Weitere 82 Familien aus Sibirien kamen 1932 nach Porto Feliz. Diese Bessarabiendeutschen siedelten nach dem Japanisch-Russischen Krieg 1905 in der Region Novosibirsk, Tomsk an. Sie erlebten seit 1928 die Hölle in Sowjetrussland, waren auf der Flucht vor den Schergen Stalins, gerieten in die Vernichtungs-Maschinerie Stalins, Tausende Deutsche endeten in Stalins Gulag. Hunderte Familien flohen über den Amur nach China, gelangten von Shanghai aus per Schiff nach Brasilien. Dort fanden sie in Porto Feliz im Bundestaat Santa Catherina eine neue Heimat.

Mit der Ansiedlung der geflüchteten Bessarabiedeutschen erlebte Porto Feliz einen rasanten wirtschaftlichen Aufschwung. Porto Feliz, glückliches Tor, in den Westen St. Catharina (Perle am Rio Uruguay).

Heute ist Mondai eine wohlhabende Stadt, Grundlage der Wirtschaft bilden Mittelständische Unternehmen wie der Möbelhersteller Deiss, Nachfahre aus dem früheren Teplitz.
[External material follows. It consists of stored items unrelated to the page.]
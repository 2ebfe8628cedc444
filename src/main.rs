//! stencilopt Command Line Interface
//!
//! Usage:
//!   stencilopt -s <stencil> [OPTIONS] -p <format> <file|-> ...
//!   stencilopt --list
//!
//! Examples:
//!   stencilopt -s iso3dfd -r 4 -p avx512 iso3dfd.hpp      # C++ skeleton for AVX-512
//!   stencilopt -s heat2d --fold x=4,y=2 -p pseudo -        # Pseudo-code to stdout
//!   stencilopt -s test_chain --eq-bundles a=foo -p dot-lite deps.dot

use anyhow::{bail, Context, Result};
use clap::Parser;
use log::{debug, info};
use stencilopt::codegen::{self, Format};
use stencilopt::context::{CompilationContext, CompiledSolution};
use stencilopt::settings::{parse_bundle_targets, parse_dim_list, parse_dim_sizes, CompilerSettings};
use std::fs;
use std::io::Write;
use std::path::PathBuf;

/// stencilopt - Stencil Compiler
#[derive(Parser, Debug)]
#[command(name = "stencilopt")]
#[command(version)]
#[command(about = "Compiles stencil solutions into folded, tiled execution plans", long_about = None)]
struct Cli {
    /// Solution to compile
    #[arg(short, long, value_name = "NAME", required_unless_present = "list")]
    stencil: Option<String>,

    /// Stencil radius, for solutions that take one
    #[arg(short, long)]
    radius: Option<i64>,

    /// List the registered solutions and exit
    #[arg(long)]
    list: bool,

    /// Write a format to a file ('-' for stdout); repeatable
    #[arg(short = 'p', long = "print", num_args = 2, value_names = ["FORMAT", "FILE"], action = clap::ArgAction::Append)]
    print: Vec<String>,

    /// Bytes per grid element (4 or 8)
    #[arg(long, default_value_t = 4)]
    elem_bytes: usize,

    /// Explicit domain dimensions, in order (e.g. x,y,z)
    #[arg(long, value_name = "DIMS")]
    domain_dims: Option<String>,

    /// Name of the step dimension
    #[arg(long, value_name = "DIM")]
    step_dim: Option<String>,

    /// Vector fold sizes (e.g. x=4,y=4)
    #[arg(long, value_name = "SIZES")]
    fold: Option<String>,

    /// Vectors per cluster (e.g. x=2)
    #[arg(long, value_name = "SIZES")]
    cluster: Option<String>,

    /// Only keep equations updating variables matching this regex
    #[arg(long, value_name = "REGEX")]
    vars: Option<String>,

    /// Bundle targeting rules (e.g. a=foo,b=b[aeiou]r)
    #[arg(long, value_name = "RULES")]
    eq_bundles: Option<String>,

    #[arg(long, overrides_with = "no_bundle_scratch")]
    bundle_scratch: bool,
    #[arg(long, overrides_with = "bundle_scratch")]
    no_bundle_scratch: bool,

    /// Halo width forced on every variable
    #[arg(long, value_name = "N")]
    halo: Option<i64>,

    /// Step allocation forced on every variable
    #[arg(long, value_name = "N")]
    step_alloc: Option<i64>,

    /// Lay out misc dimensions innermost
    #[arg(long, overrides_with = "no_interleave_misc")]
    interleave_misc: bool,
    #[arg(long, overrides_with = "interleave_misc")]
    no_interleave_misc: bool,

    /// First domain dimension is unit-stride
    #[arg(long, overrides_with = "lus")]
    fus: bool,
    /// Last domain dimension is unit-stride (default)
    #[arg(long, overrides_with = "fus")]
    lus: bool,

    /// Allow unaligned vector loads
    #[arg(long, overrides_with = "no_ul")]
    ul: bool,
    #[arg(long, overrides_with = "ul")]
    no_ul: bool,

    /// Combine commutative operations
    #[arg(long, overrides_with = "no_opt_comb")]
    opt_comb: bool,
    #[arg(long, overrides_with = "opt_comb")]
    no_opt_comb: bool,

    /// Report repeated subexpressions (no rewrite)
    #[arg(long, overrides_with = "no_opt_cse")]
    opt_cse: bool,
    #[arg(long, overrides_with = "opt_cse")]
    no_opt_cse: bool,

    /// Report sin/cos pairs (no rewrite)
    #[arg(long, overrides_with = "no_opt_pair")]
    opt_pair: bool,
    #[arg(long, overrides_with = "opt_pair")]
    no_opt_pair: bool,

    /// Cross-vector cluster optimization (recorded only)
    #[arg(long, overrides_with = "no_opt_cluster")]
    opt_cluster: bool,
    #[arg(long, overrides_with = "opt_cluster")]
    no_opt_cluster: bool,

    /// Maximum expression size
    #[arg(long = "max-es", value_name = "N")]
    max_expr_size: Option<usize>,

    /// Minimum expression size for reuse
    #[arg(long = "min-es", value_name = "N")]
    min_expr_size: Option<usize>,

    /// Find same-step dependences
    #[arg(long, overrides_with = "no_find_deps")]
    find_deps: bool,
    #[arg(long, overrides_with = "find_deps")]
    no_find_deps: bool,

    /// Log every equation as it is defined
    #[arg(long, overrides_with = "no_print_eqs")]
    print_eqs: bool,
    #[arg(long, overrides_with = "print_eqs")]
    no_print_eqs: bool,

    /// Verbose output (-v, -vv, -vvv)
    #[arg(short, long, action = clap::ArgAction::Count)]
    verbose: u8,

    /// Quiet mode (errors only)
    #[arg(short, long)]
    quiet: bool,
}

fn main() -> Result<()> {
    let cli = Cli::parse();

    // Initialize logging
    let log_level = if cli.quiet {
        log::LevelFilter::Error
    } else {
        match cli.verbose {
            0 => log::LevelFilter::Warn,
            1 => log::LevelFilter::Info,
            2 => log::LevelFilter::Debug,
            _ => log::LevelFilter::Trace,
        }
    };

    env_logger::Builder::from_default_env()
        .filter_level(log_level)
        .format_timestamp(None)
        .init();

    info!("stencilopt v{}", stencilopt::VERSION);

    let settings = build_settings(&cli)?;
    debug!("Settings: {:?}", settings);
    let mut ctx = CompilationContext::new(settings).context("Invalid settings")?;

    if cli.list {
        print_listing(&ctx);
        return Ok(());
    }

    let Some(name) = cli.stencil.as_deref() else {
        bail!("no stencil selected; use --stencil or --list");
    };
    if let Some(r) = cli.radius {
        ctx.set_radius(name, r)
            .with_context(|| format!("Failed to set radius of '{}'", name))?;
    }

    let targets = parse_targets(&cli.print)?;
    if targets.is_empty() {
        info!("no output requested; checking '{}' only", name);
    }

    // Render everything before writing anything.
    let mut outputs = Vec::with_capacity(targets.len());
    let formats: Vec<Format> = if targets.is_empty() {
        vec![Format::Pseudo]
    } else {
        targets.iter().map(|(f, _)| *f).collect()
    };
    let mut compiled_for: Vec<(Option<usize>, CompiledSolution)> = Vec::new();
    for format in &formats {
        let target_len = format.target_len(ctx.settings().elem_bytes);
        if !compiled_for.iter().any(|(len, _)| *len == target_len) {
            let compiled = ctx
                .compile(name, target_len)
                .with_context(|| format!("Failed to compile '{}' for {}", name, format))?;
            info!("{} bundle(s): {}", compiled.bundles.len(), bundle_list(&compiled));
            compiled_for.push((target_len, compiled));
        }
    }
    for (format, path) in &targets {
        let target_len = format.target_len(ctx.settings().elem_bytes);
        let compiled = compiled_for
            .iter()
            .find(|(len, _)| *len == target_len)
            .map(|(_, c)| c)
            .context("Missing compiled plan")?;
        let text = codegen::generate(compiled, *format)
            .with_context(|| format!("Failed to generate {}", format))?;
        outputs.push((path.clone(), text));
    }

    for (path, text) in outputs {
        write_output(&path, &text)?;
    }
    Ok(())
}

fn build_settings(cli: &Cli) -> Result<CompilerSettings> {
    let mut s = CompilerSettings::new().elem_bytes(cli.elem_bytes);
    if let Some(ref dims) = cli.domain_dims {
        s.domain_dims = parse_dim_list("domain-dims", dims)?;
    }
    if let Some(ref step) = cli.step_dim {
        s = s.step_dim(step);
    }
    if let Some(ref fold) = cli.fold {
        s.fold_options = parse_dim_sizes("fold", fold)?;
    }
    if let Some(ref cluster) = cli.cluster {
        s.cluster_options = parse_dim_sizes("cluster", cluster)?;
    }
    if let Some(ref vars) = cli.vars {
        s = s.var_regex(vars);
    }
    if let Some(ref rules) = cli.eq_bundles {
        s.eq_bundle_targets = parse_bundle_targets(rules)?;
    }
    s.halo_size = cli.halo;
    s.step_alloc = cli.step_alloc;
    if let Some(n) = cli.max_expr_size {
        s.max_expr_size = n;
    }
    if let Some(n) = cli.min_expr_size {
        s.min_expr_size = n;
    }

    s.bundle_scratch = toggle(cli.bundle_scratch, cli.no_bundle_scratch, s.bundle_scratch);
    s.inner_misc = toggle(cli.interleave_misc, cli.no_interleave_misc, s.inner_misc);
    s.first_inner = toggle(cli.fus, cli.lus, s.first_inner);
    s.allow_unaligned_loads = toggle(cli.ul, cli.no_ul, s.allow_unaligned_loads);
    s.do_comb = toggle(cli.opt_comb, cli.no_opt_comb, s.do_comb);
    s.do_cse = toggle(cli.opt_cse, cli.no_opt_cse, s.do_cse);
    s.do_pairs = toggle(cli.opt_pair, cli.no_opt_pair, s.do_pairs);
    s.do_opt_cluster = toggle(cli.opt_cluster, cli.no_opt_cluster, s.do_opt_cluster);
    s.find_deps = toggle(cli.find_deps, cli.no_find_deps, s.find_deps);
    s.print_eqs = toggle(cli.print_eqs, cli.no_print_eqs, s.print_eqs);
    Ok(s)
}

/// Resolve a `--x`/`--no-x` pair; the last one given wins.
fn toggle(on: bool, off: bool, default: bool) -> bool {
    match (on, off) {
        (true, _) => true,
        (_, true) => false,
        _ => default,
    }
}

fn parse_targets(values: &[String]) -> Result<Vec<(Format, PathBuf)>> {
    values
        .chunks(2)
        .map(|pair| -> Result<(Format, PathBuf)> {
            match pair {
                [format, file] => {
                    let format: Format = format.parse()?;
                    Ok((format, PathBuf::from(file)))
                }
                _ => bail!("-p expects a format and a file"),
            }
        })
        .collect()
}

fn print_listing(ctx: &CompilationContext) {
    println!("Stencil solutions (* = takes a radius):");
    let mut in_tests = false;
    for (name, has_radius) in ctx.registry().listing() {
        if name.starts_with(stencilopt::solutions::TEST_PREFIX) && !in_tests {
            println!("Test solutions:");
            in_tests = true;
        }
        println!("  {}{}", name, if has_radius { " *" } else { "" });
    }
}

fn bundle_list(compiled: &CompiledSolution) -> String {
    compiled
        .bundles
        .iter()
        .map(|b| b.to_string())
        .collect::<Vec<_>>()
        .join("; ")
}

fn write_output(path: &PathBuf, text: &str) -> Result<()> {
    if path.as_os_str() == "-" {
        std::io::stdout()
            .write_all(text.as_bytes())
            .context("Failed to write to stdout")?;
    } else {
        fs::write(path, text).with_context(|| format!("Failed to write output file: {:?}", path))?;
        info!("Wrote {:?}", path);
    }
    Ok(())
}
Neben der Amtssprache Brasilianisch pflegen die Deutschen ihre Sprache, Kultur und Religion. Nicht selten hört man in den Bundesstaaten Santa Catharina und Rio Grand dos Sul schwäbischen und Hunsrück Dialekt. Neben Dampfnudeln und Strudeln werden in den Küchen Maultaschen und Spätzle gekocht. Ihre Gärten sind auf Grund des subtropischen Klimas blühende Oasen, in denen neben dem herkömmlichen Gemüse und Beeren auch Bananen, Orangen und Papayas gedeihen. Nicht selten ertönt aus ihren Häusern der Ruf schwäbischer Kuckucksuhren, erzählt Gertud Lehrbach.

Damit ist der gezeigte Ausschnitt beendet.